Nerys rolled tiredly to her feet, sniffed the air, and then went to the door and looked downstairs.
“We’re on fire,” she said simply.
Ben leapt to his feet.
“What?”
Nerys pointed to the open door and the wisps of smoke that were now coming through. “We’re on fire!”
Clovenhoof’s phone began to ring.
“Michael. Hello,” he said. “How’s things?”
“Jesus!” snapped Nerys. “We’re on fire!”
Ben was at the door beside her. Smoke filled the staircase, and down below there was nothing but an orange-yellow glow.
“Oh, Hell!”
“That’s right,” said Clovenhoof blithely on the phone. “We’re still staying above Buford’s. Uh-huh. Yeah, that’s what we thought. Thanks for letting me know.”
He hung up.
“What are we going to do?” said Ben.
“That was Michael,” said Clovenhoof. “He says we’re on fire. The ground floor is a furnace and the first floor is burning nicely too.”
“How the Hell does he bloody know?” said Nerys. “Has he called the fire brigade?”
“Didn’t ask,” said Clovenhoof, busying on his phone. “I can tweet them though.”
“Just call them!” said Ben.
Nerys slammed the door shut. “Right, we hole up in here and wait for the firemen to rescue us.”
“This second floor room with no windows?” said Ben, and coughed meaningfully. “And not much air?”
“Then we run downstairs and out,” said Clovenhoof.
“We’d be burned to a crisp,” said Ben.
“Stupid flammable humans,” said Clovenhoof.
A smoke haze was starting to drift up through the floorboards. Ben padded in his socked feet. The floor was getting warmer. Much warmer.
Nerys considered the old brick walls.
“Maybe we can break through. Create a hole for some air.”
She went to the s
helves of stacked coffins. Underneath the bottom one was a folding, wheeled gurney for pushing them around.
“A battering ram?” she suggested.
“There’s a window immediately in front of the stairs on the floor below,” said Clovenhoof.
“So?”
“And a long sloping roof just outside that window.”
“So?”
“If we could get downstairs and through that window, we could climb onto the roof and get away into the rear yard.”
“And again,” said Ben, “we’d be burned to a crisp.”
“I wouldn’t,” said Clovenhoof.
“What?”
“Now, we see your true colours,” said Nerys, eyes narrowed. “Leave us to die, eh?”
Clovenhoof lifted up the gurney and shook it to unfold it. He then dragged a richly varnished hardwood casket off a shelf and onto the gurney.

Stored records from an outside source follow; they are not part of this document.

/// 获取当前 UTC 时间戳（毫秒）
pub fn now_millis() -> i64 {
    chrono::Utc::now().timestamp_millis()
}

/// Generate a Snowflake-style i64 for use as resource ID.
///
/// Layout (53 bits, fits in JavaScript's Number.MAX_SAFE_INTEGER):
///   - 41 bits: milliseconds since 2024-01-01 UTC (~69 years)
///   - 12 bits: random (4096 values per ms, collision-free at booking scale)
pub fn snowflake_id() -> i64 {
    use rand::Rng;
    // Custom epoch: 2024-01-01 00:00:00 UTC
    const EPOCH_MS: i64 = 1_704_067_200_000;
    let now = now_millis();
    let ts = (now - EPOCH_MS) & 0x1FF_FFFF_FFFF; // 41 bits
    let rand_bits: i64 = rand::thread_rng().gen_range(0..0x1000); // 12 bits
    (ts << 12) | rand_bits
}
//! Payment API Module
//!
//! Payment initiation and the two confirmation paths: client-side verify
//! and gateway webhook. Both converge on the same idempotent transition.

mod handler;

use axum::{
    Router,
    routing::post,
};

use crate::core::ServerState;

/// Payment router
pub fn router() -> Router<ServerState> {
    Router::new().nest("/api/payments", routes())
}

fn routes() -> Router<ServerState> {
    Router::new()
        // Start a payment for a pending reservation (owner or admin)
        .route("/initiate", post(handler::initiate))
        // Client-side confirmation poll - public route
        .route("/verify", post(handler::verify))
        // Gateway callback - public route, shared-secret protected
        .route("/webhook", post(handler::webhook))
}
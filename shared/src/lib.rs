//! Shared types for the booking platform
//!
//! Domain models, the unified API response envelope and small
//! utilities used by both the server and test tooling.

pub mod models;
pub mod response;
pub mod util;

// Re-exports
pub use serde::{Deserialize, Serialize};

pub use models::{
    BusInfo, Payment, PaymentMethod, PaymentStatus, Reservation, ReservationStatus, Ticket,
    TicketStatus, Trip, TripStatus,
};
pub use response::ApiResponse;
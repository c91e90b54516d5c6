//! 工具模块 - 通用工具函数和类型
//!
//! # 内容
//!
//! - [`AppError`] - 应用错误类型
//! - [`ApiResponse`] - API 响应结构 (from shared::response)
//! - 日志等工具

pub mod error;
pub mod logger;

pub use error::{AppError, AppResult};
pub use error::{ok, ok_with_message};
pub use shared::ApiResponse;
impl BookingStorage {
    /// Open or create the database at the given path
    pub fn open(path: impl AsRef<Path>) -> StorageResult<Self> {
        let db = Database::create(path)?;
        let storage = Self { db: Arc::new(db) };
        storage.init_tables()?;
        Ok(storage)
    }

    /// Open an in-memory database (for testing)
    #[cfg(test)]
    pub fn open_in_memory() -> StorageResult<Self> {
        let db = Database::builder().create_with_backend(redb::backends::InMemoryBackend::new())?;
        let storage = Self { db: Arc::new(db) };
        storage.init_tables()?;
        Ok(storage)
    }

    fn init_tables(&self) -> StorageResult<()> {
        let write_txn = self.db.begin_write()?;
        {
            let _ = write_txn.open_table(TRIPS_TABLE)?;
            let _ = write_txn.open_table(RESERVATIONS_TABLE)?;
            let _ = write_txn.open_table(PAYMENTS_TABLE)?;
            let _ = write_txn.open_table(TICKETS_TABLE)?;
            let _ = write_txn.open_table(SEAT_INDEX_TABLE)?;
            let _ = write_txn.open_table(PAYMENT_TX_TABLE)?;
            let _ = write_txn.open_table(RESERVATION_PAYMENTS_TABLE)?;
            let _ = write_txn.open_table(USER_RESERVATIONS_TABLE)?;
            let _ = write_txn.open_table(PENDING_EXPIRY_TABLE)?;

            let mut counters = write_txn.open_table(COUNTERS_TABLE)?;
            if counters.get(TICKET_COUNT_KEY)?.is_none() {
                counters.insert(TICKET_COUNT_KEY, 0u64)?;
            }
        }
        write_txn.commit()?;
        Ok(())
    }

    /// Begin a write transaction
    ///
    /// redb admits one write transaction at a time, which serializes all
    /// seat claims and lifecycle transitions.
    pub fn begin_write(&self) -> StorageResult<WriteTransaction> {
        Ok(self.db.begin_write()?)
    }

    // ========== Trip Operations ==========

    /// Store a trip (insert or overwrite)
    pub fn store_trip(&self, txn: &WriteTransaction, trip: &Trip) -> StorageResult<()> {
        let mut table = txn.open_table(TRIPS_TABLE)?;
        let value = serde_json::to_vec(trip)?;
        table.insert(trip.id, value.as_slice())?;
        Ok(())
    }

    /// Get a trip by ID (read-only)
    pub fn get_trip(&self, trip_id: i64) -> StorageResult<Option<Trip>> {
        let read_txn = self.db.begin_read()?;
        let table = read_txn.open_table(TRIPS_TABLE)?;
        match table.get(trip_id)? {
            Some(value) => Ok(Some(serde_json::from_slice(value.value())?)),
            None => Ok(None),
        }
    }

    /// Get a trip by ID (within transaction)
    pub fn get_trip_txn(&self, txn: &WriteTransaction, trip_id: i64) -> StorageResult<Option<Trip>> {
        let table = txn.open_table(TRIPS_TABLE)?;
        match table.get(trip_id)? {
            Some(value) => Ok(Some(serde_json::from_slice(value.value())?)),
            None => Ok(None),
        }
    }

    /// Get all trips
    pub fn get_all_trips(&self) -> StorageResult<Vec<Trip>> {
        let read_txn = self.db.begin_read()?;
        let table = read_txn.open_table(TRIPS_TABLE)?;

        let mut trips = Vec::new();
        for result in table.iter()? {
            let (_key, value) = result?;
            trips.push(serde_json::from_slice(value.value())?);
        }
        Ok(trips)
    }

    // ========== Reservation Operations ==========

    /// Store a reservation and keep the per-user index in step
    pub fn store_reservation(
        &self,
        txn: &WriteTransaction,
        reservation: &Reservation,
    ) -> StorageResult<()> {
        let mut table = txn.open_table(RESERVATIONS_TABLE)?;
        let value = serde_json::to_vec(reservation)?;
        table.insert(reservation.id, value.as_slice())?;
        drop(table);

        let mut index = txn.open_table(USER_RESERVATIONS_TABLE)?;
        index.insert((reservation.user_id, reservation.id), ())?;
        Ok(())
    }

    /// Get a reservation by ID (read-only)
    pub fn get_reservation(&self, reservation_id: i64) -> StorageResult<Option<Reservation>> {
        let read_txn = self.db.begin_read()?;
        let table = read_txn.open_table(RESERVATIONS_TABLE)?;
        match table.get(reservation_id)? {
            Some(value) => Ok(Some(serde_json::from_slice(value.value())?)),
            None => Ok(None),
        }
    }

    /// Get a reservation by ID (within transaction)
    pub fn get_reservation_txn(
        &self,
        txn: &WriteTransaction,
        reservation_id: i64,
    ) -> StorageResult<Option<Reservation>> {
        let table = txn.open_table(RESERVATIONS_TABLE)?;
        match table.get(reservation_id)? {
            Some(value) => Ok(Some(serde_json::from_slice(value.value())?)),
            None => Ok(None),
        }
    }

    /// Get all reservations for a user (newest first)
    pub fn get_reservations_for_user(&self, user_id: i64) -> StorageResult<Vec<Reservation>> {
        let read_txn = self.db.begin_read()?;
        let index = read_txn.open_table(USER_RESERVATIONS_TABLE)?;
        let table = read_txn.open_table(RESERVATIONS_TABLE)?;

        let mut reservations = Vec::new();
        let range_start = (user_id, i64::MIN);
        let range_end = (user_id, i64::MAX);
        for result in index.range(range_start..=range_end)? {
            let (key, _) = result?;
            let (_, reservation_id) = key.value();
            if let Some(value) = table.get(reservation_id)? {
                reservations.push(serde_json::from_slice::<Reservation>(value.value())?);
            }
        }

        reservations.sort_by_key(|r| std::cmp::Reverse(r.created_at));
        Ok(reservations)
    }

    // ========== Seat Index (Trip Ledger) ==========

    /// Reservation currently holding a seat, if any (within transaction)
    pub fn seat_holder_txn(
        &self,
        txn: &WriteTransaction,
        trip_id: i64,
        seat: &str,
    ) -> StorageResult<Option<i64>> {
        let table = txn.open_table(SEAT_INDEX_TABLE)?;
        Ok(table.get((trip_id, seat))?.map(|guard| guard.value()))
    }

    /// Claim a seat for a reservation (within transaction)
    pub fn occupy_seat(
        &self,
        txn: &WriteTransaction,
        trip_id: i64,
        seat: &str,
        reservation_id: i64,
    ) -> StorageResult<()> {
        let mut table = txn.open_table(SEAT_INDEX_TABLE)?;
        table.insert((trip_id, seat), reservation_id)?;
        Ok(())
    }

    /// Release a seat (within transaction, idempotent)
    pub fn release_seat(
        &self,
        txn: &WriteTransaction,
        trip_id: i64,
        seat: &str,
    ) -> StorageResult<()> {
        let mut table = txn.open_table(SEAT_INDEX_TABLE)?;
        table.remove((trip_id, seat))?;
        Ok(())
    }

    /// Occupied seat labels of a trip, in label order (read-only)
    pub fn occupied_seats(&self, trip_id: i64) -> StorageResult<Vec<String>> {
        let read_txn = self.db.begin_read()?;
        let table = read_txn.open_table(SEAT_INDEX_TABLE)?;

        let mut seats = Vec::new();
        for result in table.range((trip_id, "")..)? {
            let (key, _) = result?;
            let (key_trip, seat) = key.value();
            if key_trip != trip_id {
                break;
            }
            seats.push(seat.to_string());
        }
        Ok(seats)
    }

    // ========== Payment Operations ==========

    /// Store a payment and keep both lookup indexes in step
    pub fn store_payment(&self, txn: &WriteTransaction, payment: &Payment) -> StorageResult<()> {
        let mut table = txn.open_table(PAYMENTS_TABLE)?;
        let value = serde_json::to_vec(payment)?;
        table.insert(payment.id, value.as_slice())?;
        drop(table);

        let mut tx_index = txn.open_table(PAYMENT_TX_TABLE)?;
        tx_index.insert(payment.transaction_id.as_str(), payment.id)?;
        drop(tx_index);

        let mut history = txn.open_table(RESERVATION_PAYMENTS_TABLE)?;
        history.insert((payment.reservation_id, payment.id), ())?;
        Ok(())
    }

    /// Update an existing payment row without touching indexes
    pub fn update_payment(&self, txn: &WriteTransaction, payment: &Payment) -> StorageResult<()> {
        let mut table = txn.open_table(PAYMENTS_TABLE)?;
        let value = serde_json::to_vec(payment)?;
        table.insert(payment.id, value.as_slice())?;
        Ok(())
    }

    /// Look up a payment by gateway transaction ID (read-only)
    pub fn find_payment_by_transaction(&self, transaction_id: &str) -> StorageResult<Option<Payment>> {
        let read_txn = self.db.begin_read()?;
        let tx_index = read_txn.open_table(PAYMENT_TX_TABLE)?;
        let payment_id = match tx_index.get(transaction_id)? {
            Some(guard) => guard.value(),
            None => return Ok(None),
        };

        let table = read_txn.open_table(PAYMENTS_TABLE)?;
        match table.get(payment_id)? {
            Some(value) => Ok(Some(serde_json::from_slice(value.value())?)),
            None => Ok(None),
        }
    }

    /// Look up a payment by gateway transaction ID (within transaction)
    pub fn find_payment_by_transaction_txn(
        &self,
        txn: &WriteTransaction,
        transaction_id: &str,
    ) -> StorageResult<Option<Payment>> {
        let tx_index = txn.open_table(PAYMENT_TX_TABLE)?;
        let payment_id = match tx_index.get(transaction_id)? {
            Some(guard) => guard.value(),
            None => return Ok(None),
        };
        drop(tx_index);

        let table = txn.open_table(PAYMENTS_TABLE)?;
        match table.get(payment_id)? {
            Some(value) => Ok(Some(serde_json::from_slice(value.value())?)),
            None => Ok(None),
        }
    }

    /// Latest payment attempt for a reservation, if any (read-only)
    ///
    /// Payment IDs are time-ordered snowflakes, so the highest ID in the
    /// history index is the most recent attempt.
    pub fn latest_payment_for_reservation(
        &self,
        reservation_id: i64,
    ) -> StorageResult<Option<Payment>> {
        let read_txn = self.db.begin_read()?;
        let history = read_txn.open_table(RESERVATION_PAYMENTS_TABLE)?;

        let range_start = (reservation_id, i64::MIN);
        let range_end = (reservation_id, i64::MAX);
        let latest_id = history
            .range(range_start..=range_end)?
            .next_back()
            .transpose()?
            .map(|(key, _)| key.value().1);

        let payment_id = match latest_id {
            Some(id) => id,
            None => return Ok(None),
        };

        let table = read_txn.open_table(PAYMENTS_TABLE)?;
        match table.get(payment_id)? {
            Some(value) => Ok(Some(serde_json::from_slice(value.value())?)),
            None => Ok(None),
        }
    }

    // ========== Ticket Operations ==========

    /// Store a ticket, keyed by reservation ID
    pub fn store_ticket(&self, txn: &WriteTransaction, ticket: &Ticket) -> StorageResult<()> {
        let mut table = txn.open_table(TICKETS_TABLE)?;
        let value = serde_json::to_vec(ticket)?;
        table.insert(ticket.reservation_id, value.as_slice())?;
        Ok(())
    }

    /// Get the ticket for a reservation (read-only)
    pub fn get_ticket(&self, reservation_id: i64) -> StorageResult<Option<Ticket>> {
        let read_txn = self.db.begin_read()?;
        let table = read_txn.open_table(TICKETS_TABLE)?;
        match table.get(reservation_id)? {
            Some(value) => Ok(Some(serde_json::from_slice(value.value())?)),
            None => Ok(None),
        }
    }

    /// Get the ticket for a reservation (within transaction)
    pub fn get_ticket_txn(
        &self,
        txn: &WriteTransaction,
        reservation_id: i64,
    ) -> StorageResult<Option<Ticket>> {
        let table = txn.open_table(TICKETS_TABLE)?;
        match table.get(reservation_id)? {
            Some(value) => Ok(Some(serde_json::from_slice(value.value())?)),
            None => Ok(None),
        }
    }

    // ========== Pending Expiry Queue ==========

    /// Enqueue a pending reservation for the sweeper
    pub fn mark_pending(
        &self,
        txn: &WriteTransaction,
        expires_at: i64,
        reservation_id: i64,
    ) -> StorageResult<()> {
        let mut table = txn.open_table(PENDING_EXPIRY_TABLE)?;
        table.insert((expires_at, reservation_id), ())?;
        Ok(())
    }

    /// Dequeue a reservation (idempotent; called on confirm, cancel, expire)
    pub fn clear_pending(
        &self,
        txn: &WriteTransaction,
        expires_at: i64,
        reservation_id: i64,
    ) -> StorageResult<()> {
        let mut table = txn.open_table(PENDING_EXPIRY_TABLE)?;
        table.remove((expires_at, reservation_id))?;
        Ok(())
    }

    /// Reservation IDs whose hold deadline has passed (read-only)
    ///
    /// Keys are ordered by `expires_at`, so this is a prefix scan that stops
    /// at `now` without touching live holds.
    pub fn expired_pending(&self, now: i64) -> StorageResult<Vec<i64>> {
        let read_txn = self.db.begin_read()?;
        let table = read_txn.open_table(PENDING_EXPIRY_TABLE)?;

        let mut ids = Vec::new();
        for result in table.range(..=(now, i64::MAX))? {
            let (key, _) = result?;
            let (_, reservation_id) = key.value();
            ids.push(reservation_id);
        }
        Ok(ids)
    }

    // ========== Ticket Counter ==========

    /// Increment and return the ticket counter (within transaction)
    ///
    /// Allocated inside the confirmation transaction so an aborted
    /// confirmation never burns a ticket number out of sequence; redb
    /// forbids nested write transactions, so a separate committing counter
    /// would deadlock here anyway.
    pub fn next_ticket_count(&self, txn: &WriteTransaction) -> StorageResult<u64> {
        let mut table = txn.open_table(COUNTERS_TABLE)?;
        let current = table.get(TICKET_COUNT_KEY)?.map(|g| g.value()).unwrap_or(0);
        let next = current + 1;
        table.insert(TICKET_COUNT_KEY, next)?;
        Ok(next)
    }
}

“The crematorium ovens have to reach three hundred degrees to burn through one of these bad boys,” he said.
“What?” said Nerys, but Ben was several pages ahead of her and could see where this idea was going.
“We’d suffocate,” he said.
“Nah,” said Clovenhoof. “A single person can last for up to sixteen hours in one of these.”
“How could you possibly know that?” said Nerys.
“I’ve spent considerable time with some of the deeply disappointed individuals who’ve experienced it. Obviously, that disappointment was within the context of then meeting me.”
“I’ve no idea what you mean,” said Ben, “but it’s a mad idea anyway. Ouch!”
The floor had transcended warm and was now hot.
“What idea?” said Nerys, coughing at the smoke.
Ben looked at Clovenhoof. “All of us in one coffin?”
“Just the two of you.”
“You’ll die.”
“Care to bet?”
“Someone tell me what the bloody idea is!” growled Nerys.
Ben clambered onto the gurney and knelt in the coffin. He held out a hand to Nerys. “All aboard.”
Michael listened as Little A relayed information to him, and then he called Clovenhoof.
“Wassup?” said Clovenhoof.
“The fire brigade is six minutes away.”